● WORK ORDER
Lines to restate from the data below: from the one containing "supplied credential store." to the one containing "if state.gate.is_exempt(&path) ||", both included. Give them again exactly, and only them.

RECORDS PROVIDED Start Marker

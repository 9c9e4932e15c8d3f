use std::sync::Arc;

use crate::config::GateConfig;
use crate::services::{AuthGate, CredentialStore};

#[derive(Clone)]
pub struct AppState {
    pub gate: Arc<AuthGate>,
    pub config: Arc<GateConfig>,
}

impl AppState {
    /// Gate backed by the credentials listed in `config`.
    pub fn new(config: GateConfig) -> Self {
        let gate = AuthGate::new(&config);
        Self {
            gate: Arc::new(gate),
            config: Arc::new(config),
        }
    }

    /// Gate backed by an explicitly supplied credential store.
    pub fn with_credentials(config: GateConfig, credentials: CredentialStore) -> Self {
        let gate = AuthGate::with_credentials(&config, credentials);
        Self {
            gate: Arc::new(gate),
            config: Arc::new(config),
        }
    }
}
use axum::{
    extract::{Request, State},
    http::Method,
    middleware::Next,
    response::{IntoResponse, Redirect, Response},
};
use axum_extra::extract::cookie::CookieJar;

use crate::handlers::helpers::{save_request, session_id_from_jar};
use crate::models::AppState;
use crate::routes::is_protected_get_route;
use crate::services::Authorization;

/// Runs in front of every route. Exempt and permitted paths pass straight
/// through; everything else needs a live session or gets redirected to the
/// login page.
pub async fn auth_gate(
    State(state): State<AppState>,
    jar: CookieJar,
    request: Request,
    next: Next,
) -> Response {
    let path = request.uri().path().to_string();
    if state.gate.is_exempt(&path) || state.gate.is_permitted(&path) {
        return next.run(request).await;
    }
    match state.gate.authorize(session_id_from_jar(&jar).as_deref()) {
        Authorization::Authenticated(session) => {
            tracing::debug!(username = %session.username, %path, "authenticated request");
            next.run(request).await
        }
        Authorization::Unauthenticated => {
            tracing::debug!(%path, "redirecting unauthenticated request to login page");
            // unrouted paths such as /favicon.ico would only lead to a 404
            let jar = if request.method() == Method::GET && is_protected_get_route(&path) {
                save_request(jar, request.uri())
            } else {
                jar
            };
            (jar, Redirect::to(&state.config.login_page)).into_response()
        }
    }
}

RECORDS PROVIDED End Marker

● WORKED SOLUTION
    /// Gate backed by an explicitly supplied credential store.
    pub fn with_credentials(config: GateConfig, credentials: CredentialStore) -> Self {
        let gate = AuthGate::with_credentials(&config, credentials);
        Self {
            gate: Arc::new(gate),
            config: Arc::new(config),
        }
    }
}
use axum::{
    extract::{Request, State},
    http::Method,
    middleware::Next,
    response::{IntoResponse, Redirect, Response},
};
use axum_extra::extract::cookie::CookieJar;

use crate::handlers::helpers::{save_request, session_id_from_jar};
use crate::models::AppState;
use crate::routes::is_protected_get_route;
use crate::services::Authorization;

/// Runs in front of every route. Exempt and permitted paths pass straight
/// through; everything else needs a live session or gets redirected to the
/// login page.
pub async fn auth_gate(
    State(state): State<AppState>,
    jar: CookieJar,
    request: Request,
    next: Next,
) -> Response {
    let path = request.uri().path().to_string();
    if state.gate.is_exempt(&path) || state.gate.is_permitted(&path) {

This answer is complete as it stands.